REQUIREMENT:
Gather all lines in the entries that include the word "then".

=-=-=

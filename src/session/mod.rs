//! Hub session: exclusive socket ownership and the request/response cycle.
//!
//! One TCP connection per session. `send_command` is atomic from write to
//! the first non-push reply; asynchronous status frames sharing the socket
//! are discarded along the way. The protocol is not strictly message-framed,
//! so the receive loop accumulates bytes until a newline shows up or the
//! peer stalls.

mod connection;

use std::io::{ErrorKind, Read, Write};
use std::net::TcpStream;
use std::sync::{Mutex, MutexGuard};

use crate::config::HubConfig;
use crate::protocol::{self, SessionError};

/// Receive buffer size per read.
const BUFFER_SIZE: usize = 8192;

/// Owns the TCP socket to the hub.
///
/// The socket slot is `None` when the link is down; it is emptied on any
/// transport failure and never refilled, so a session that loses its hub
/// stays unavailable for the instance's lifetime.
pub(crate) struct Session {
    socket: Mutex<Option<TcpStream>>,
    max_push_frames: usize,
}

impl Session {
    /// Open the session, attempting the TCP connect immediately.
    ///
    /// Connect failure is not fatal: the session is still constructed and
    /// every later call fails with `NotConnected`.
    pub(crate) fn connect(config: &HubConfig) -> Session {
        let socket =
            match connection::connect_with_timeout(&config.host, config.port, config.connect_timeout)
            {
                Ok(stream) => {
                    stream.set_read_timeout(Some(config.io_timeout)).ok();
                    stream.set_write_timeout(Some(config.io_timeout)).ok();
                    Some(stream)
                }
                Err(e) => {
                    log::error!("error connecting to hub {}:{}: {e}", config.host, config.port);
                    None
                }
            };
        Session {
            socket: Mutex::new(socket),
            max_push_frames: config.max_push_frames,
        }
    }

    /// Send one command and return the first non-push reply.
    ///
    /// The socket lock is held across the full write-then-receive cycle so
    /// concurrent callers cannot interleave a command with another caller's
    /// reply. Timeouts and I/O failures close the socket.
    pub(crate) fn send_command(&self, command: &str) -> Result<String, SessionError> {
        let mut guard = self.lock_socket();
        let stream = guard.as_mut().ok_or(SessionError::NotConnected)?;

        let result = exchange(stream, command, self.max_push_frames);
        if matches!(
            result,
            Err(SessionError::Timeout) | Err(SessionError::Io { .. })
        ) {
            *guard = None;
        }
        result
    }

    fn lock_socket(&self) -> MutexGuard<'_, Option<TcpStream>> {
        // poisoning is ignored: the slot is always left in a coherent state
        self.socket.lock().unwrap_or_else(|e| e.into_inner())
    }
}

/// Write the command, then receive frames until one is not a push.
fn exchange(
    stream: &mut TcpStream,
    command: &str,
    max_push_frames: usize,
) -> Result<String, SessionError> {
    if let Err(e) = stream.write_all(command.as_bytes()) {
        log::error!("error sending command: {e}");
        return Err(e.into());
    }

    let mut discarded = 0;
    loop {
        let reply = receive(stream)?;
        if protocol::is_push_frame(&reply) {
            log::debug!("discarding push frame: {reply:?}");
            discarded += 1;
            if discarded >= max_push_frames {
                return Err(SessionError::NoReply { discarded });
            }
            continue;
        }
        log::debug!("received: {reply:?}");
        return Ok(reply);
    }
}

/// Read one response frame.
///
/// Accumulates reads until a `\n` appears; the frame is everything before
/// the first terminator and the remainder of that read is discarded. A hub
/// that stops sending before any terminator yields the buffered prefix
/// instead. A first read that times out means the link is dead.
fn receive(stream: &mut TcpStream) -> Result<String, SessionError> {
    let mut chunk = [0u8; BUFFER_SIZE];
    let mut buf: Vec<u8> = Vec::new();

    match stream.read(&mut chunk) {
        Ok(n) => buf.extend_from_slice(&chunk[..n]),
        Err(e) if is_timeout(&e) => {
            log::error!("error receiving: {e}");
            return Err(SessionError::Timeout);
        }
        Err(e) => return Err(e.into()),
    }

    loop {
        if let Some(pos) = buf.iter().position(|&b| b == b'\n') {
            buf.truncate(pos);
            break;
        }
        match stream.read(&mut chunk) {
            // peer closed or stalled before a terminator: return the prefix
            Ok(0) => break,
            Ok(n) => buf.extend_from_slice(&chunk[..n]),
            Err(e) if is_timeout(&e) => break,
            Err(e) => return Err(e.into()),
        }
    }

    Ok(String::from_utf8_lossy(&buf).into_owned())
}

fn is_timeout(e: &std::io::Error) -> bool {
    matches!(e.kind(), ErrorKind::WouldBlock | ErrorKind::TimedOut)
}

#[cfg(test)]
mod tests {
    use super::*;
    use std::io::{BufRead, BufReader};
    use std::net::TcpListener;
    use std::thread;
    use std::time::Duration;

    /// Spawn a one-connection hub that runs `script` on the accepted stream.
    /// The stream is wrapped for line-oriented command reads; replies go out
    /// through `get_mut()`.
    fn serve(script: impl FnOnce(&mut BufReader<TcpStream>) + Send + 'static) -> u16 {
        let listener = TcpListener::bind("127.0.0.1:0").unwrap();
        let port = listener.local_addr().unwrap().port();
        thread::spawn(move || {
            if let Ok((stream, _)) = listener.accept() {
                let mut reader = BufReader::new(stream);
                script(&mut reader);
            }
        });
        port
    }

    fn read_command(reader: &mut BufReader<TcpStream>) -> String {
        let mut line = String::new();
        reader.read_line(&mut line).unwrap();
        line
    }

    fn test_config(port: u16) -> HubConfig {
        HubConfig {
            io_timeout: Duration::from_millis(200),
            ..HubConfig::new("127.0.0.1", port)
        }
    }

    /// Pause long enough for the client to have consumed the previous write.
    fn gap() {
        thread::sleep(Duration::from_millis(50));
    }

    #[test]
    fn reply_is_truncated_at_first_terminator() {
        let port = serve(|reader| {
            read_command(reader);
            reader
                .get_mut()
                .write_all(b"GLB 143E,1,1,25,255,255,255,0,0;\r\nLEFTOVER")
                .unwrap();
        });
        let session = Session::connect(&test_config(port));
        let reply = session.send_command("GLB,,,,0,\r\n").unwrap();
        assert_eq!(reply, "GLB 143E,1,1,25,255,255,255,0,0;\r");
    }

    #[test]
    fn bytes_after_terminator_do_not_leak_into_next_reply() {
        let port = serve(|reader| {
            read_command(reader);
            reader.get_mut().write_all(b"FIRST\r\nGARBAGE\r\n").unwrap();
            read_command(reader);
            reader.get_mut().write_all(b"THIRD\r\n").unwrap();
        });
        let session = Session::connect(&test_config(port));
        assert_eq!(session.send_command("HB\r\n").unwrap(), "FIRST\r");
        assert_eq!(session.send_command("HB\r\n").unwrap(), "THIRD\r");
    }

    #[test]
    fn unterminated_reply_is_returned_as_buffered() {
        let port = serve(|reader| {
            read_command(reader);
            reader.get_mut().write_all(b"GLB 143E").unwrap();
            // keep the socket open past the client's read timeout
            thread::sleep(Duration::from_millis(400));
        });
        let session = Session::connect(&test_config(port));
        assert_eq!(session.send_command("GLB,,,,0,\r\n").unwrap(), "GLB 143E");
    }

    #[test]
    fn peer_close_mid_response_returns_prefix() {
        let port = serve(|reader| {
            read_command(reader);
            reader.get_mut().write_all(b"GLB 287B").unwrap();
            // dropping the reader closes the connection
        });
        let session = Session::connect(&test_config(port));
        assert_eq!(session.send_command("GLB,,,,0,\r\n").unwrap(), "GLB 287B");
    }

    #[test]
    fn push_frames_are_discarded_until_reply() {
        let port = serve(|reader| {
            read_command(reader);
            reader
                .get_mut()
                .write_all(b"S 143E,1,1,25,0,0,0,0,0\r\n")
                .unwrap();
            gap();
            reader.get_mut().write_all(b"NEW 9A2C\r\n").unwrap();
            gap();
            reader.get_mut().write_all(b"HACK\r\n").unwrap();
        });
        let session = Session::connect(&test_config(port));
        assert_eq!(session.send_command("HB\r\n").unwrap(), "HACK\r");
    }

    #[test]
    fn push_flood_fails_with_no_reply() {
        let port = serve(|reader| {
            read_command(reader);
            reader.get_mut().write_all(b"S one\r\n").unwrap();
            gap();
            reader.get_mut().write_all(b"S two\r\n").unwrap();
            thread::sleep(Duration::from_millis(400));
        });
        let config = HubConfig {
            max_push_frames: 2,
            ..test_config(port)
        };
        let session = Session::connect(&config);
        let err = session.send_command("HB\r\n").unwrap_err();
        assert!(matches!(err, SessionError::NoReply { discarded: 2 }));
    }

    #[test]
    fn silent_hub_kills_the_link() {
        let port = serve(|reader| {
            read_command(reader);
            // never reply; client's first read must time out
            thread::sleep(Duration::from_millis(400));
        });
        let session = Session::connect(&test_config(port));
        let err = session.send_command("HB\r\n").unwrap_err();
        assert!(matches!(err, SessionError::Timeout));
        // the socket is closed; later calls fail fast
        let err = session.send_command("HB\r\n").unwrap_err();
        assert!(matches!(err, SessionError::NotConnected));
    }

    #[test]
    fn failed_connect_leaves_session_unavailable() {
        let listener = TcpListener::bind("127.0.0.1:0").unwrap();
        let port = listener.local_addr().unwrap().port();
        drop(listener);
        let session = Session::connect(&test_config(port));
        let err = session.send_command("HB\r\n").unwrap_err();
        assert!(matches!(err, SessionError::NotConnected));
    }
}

=-=-=

REPLY:
    /// The socket lock is held across the full write-then-receive cycle so
/// Write the command, then receive frames until one is not a push.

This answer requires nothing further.